Stride and buffersize when processing images

2019-07-17 07:54发布

On MSDN I found this for the definition of the image stride. In short it is the width in bytes of one line in the buffer.

Now I have an RGB image in a similar buffer and I have been given the stride and the image width in pixels, and I want to know how much padding bytes there have been added.

Is this simply stride - 3 * imagewidth since I have 3 bytes (RGB) per pixel?

unsafe private void setPrevFrame(IntPtr pBuffer)
    {
        prevFrame = new byte[m_videoWidth, m_videoHeight, 3];
        Byte* b = (byte*) pBuffer;
        for (int i = 0; i < m_videoWidth; i++)
        {
            for (int j = 0; j < m_videoHeight; j++)
            {
                for (int k = 0; k < 3; k++)
                {
                    prevFrame[i,j,k] = *b;
                    b++;
                }
            }
            b += (m_stride - 3 * m_videoHeight);
        }
    }

It's the last line of code I'm not sure about

标签: c# directshow
1条回答
祖国的老花朵
2楼-- · 2019-07-17 08:55

Stride will be padded to a 4 byte boundary:

So if your image width is W and it is 3 bytes per pixel:

int strideWidth = ((W * 3) - 1) / 4 * 4 + 4; 
//or simply
int strideWidth = Math.Abs(bData.Stride);

//and so
int padding = strideWidth - W * 3;

If you are using the .Stride property of the BitmapData object, you must Abs that value because it may be negative.

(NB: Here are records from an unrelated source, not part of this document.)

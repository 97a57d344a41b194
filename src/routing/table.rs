//! The spec harness route declarations.
//!
//! Built once at startup. The spec runner mount only exists when the
//! options say the runner is available; otherwise `/specs` is a plain miss.

use axum::http::Method;

use crate::routing::error::RoutingError;
use crate::routing::route::{ActionRef, Endpoint};
use crate::routing::router::RouteTable;

/// Default mount point of the spec runner.
pub const SPEC_RUNNER_PATH: &str = "/specs";

/// Default name of the spec runner sub-application.
pub const SPEC_RUNNER_APP: &str = "spec_runner";

/// Route name of the spec runner mount, for path generation.
pub const SPEC_RUNNER_ROUTE: &str = "spec_runner";

/// Where and under what name the spec runner is attached.
#[derive(Debug, Clone, PartialEq, Eq)]
pub struct SpecRunnerMount {
    pub mount_path: String,
    pub app: String,
}

impl Default for SpecRunnerMount {
    fn default() -> Self {
        Self {
            mount_path: SPEC_RUNNER_PATH.to_string(),
            app: SPEC_RUNNER_APP.to_string(),
        }
    }
}

/// Options resolved once before the table is built.
#[derive(Debug, Clone, Default, PartialEq, Eq)]
pub struct HarnessOptions {
    /// `None` when the spec runner is not available in this process.
    pub spec_runner: Option<SpecRunnerMount>,
}

impl HarnessOptions {
    pub fn with_spec_runner() -> Self {
        Self {
            spec_runner: Some(SpecRunnerMount::default()),
        }
    }
}

/// Actions a singular resource can expose.
#[derive(Debug, Clone, Copy, PartialEq, Eq)]
pub enum ResourceAction {
    New,
    Create,
}

impl ResourceAction {
    fn method(self) -> Method {
        match self {
            ResourceAction::New => Method::GET,
            ResourceAction::Create => Method::POST,
        }
    }

    fn action(self) -> &'static str {
        match self {
            ResourceAction::New => "new",
            ResourceAction::Create => "create",
        }
    }
}

/// Build the harness route table.
pub fn harness_routes(options: &HarnessOptions) -> Result<RouteTable, RoutingError> {
    let mut table = RouteTable::new();

    if let Some(runner) = &options.spec_runner {
        table.mount(SPEC_RUNNER_ROUTE, &runner.mount_path, &runner.app)?;
    }

    table.register_named("root", Method::GET, "/", action("pages", "start"))?;

    table
        .register(Method::GET, "/method_test/:action", wildcard("method_test"))?
        .register(Method::POST, "/method_test/:action", wildcard("method_test"))?;

    table
        .register(Method::GET, "/binding_test/:action", wildcard("binding_test"))?
        .register(Method::GET, "/css_test/:action", wildcard("css_test"))?
        .register(Method::GET, "/error_test/:action", wildcard("error_test"))?
        .register(Method::POST, "/error_test/:action", wildcard("error_test"))?;

    let form_actions = [ResourceAction::New, ResourceAction::Create];
    resource(&mut table, "form_test", "basic", &form_actions)?;
    resource(&mut table, "form_test", "upload", &form_actions)?;

    Ok(table)
}

/// Register a singular resource under `namespace`.
///
/// `new` is `GET /ns/res/new` named `new_ns_res`; `create` is
/// `POST /ns/res` named `ns_res`. The controller is `ns/res`.
pub fn resource(
    table: &mut RouteTable,
    namespace: &str,
    name: &str,
    actions: &[ResourceAction],
) -> Result<(), RoutingError> {
    let controller = format!("{namespace}/{name}");
    let base_name = format!("{namespace}_{name}");
    let base_path = format!("/{namespace}/{name}");

    for &kind in actions {
        let (route_name, path) = match kind {
            ResourceAction::New => (format!("new_{base_name}"), format!("{base_path}/new")),
            ResourceAction::Create => (base_name.clone(), base_path.clone()),
        };
        table.register_named(&route_name, kind.method(), &path, action(&controller, kind.action()))?;
    }

    Ok(())
}

fn action(controller: &str, action: &str) -> Endpoint {
    Endpoint::Action {
        controller: controller.to_string(),
        action: ActionRef::Fixed(action.to_string()),
    }
}

fn wildcard(controller: &str) -> Endpoint {
    Endpoint::Action {
        controller: controller.to_string(),
        action: ActionRef::FromPath,
    }
}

Following your edit of the question:

There is no need for you to know the padding in order to iterate all the bytes of the image:

unsafe private void setPrevFrame(IntPtr pBuffer)
{
    for (int j = 0; j < m_videoHeight; j++)
    {
        b = scan0 + j * stride; //the first byte of the first pixel of the row
        for (int i = 0; i < m_videoWidth; i++)
        {
           ...
        }
    }
}

Your previous method will also fail on bottom-up images, as described in the MSDN link you posted.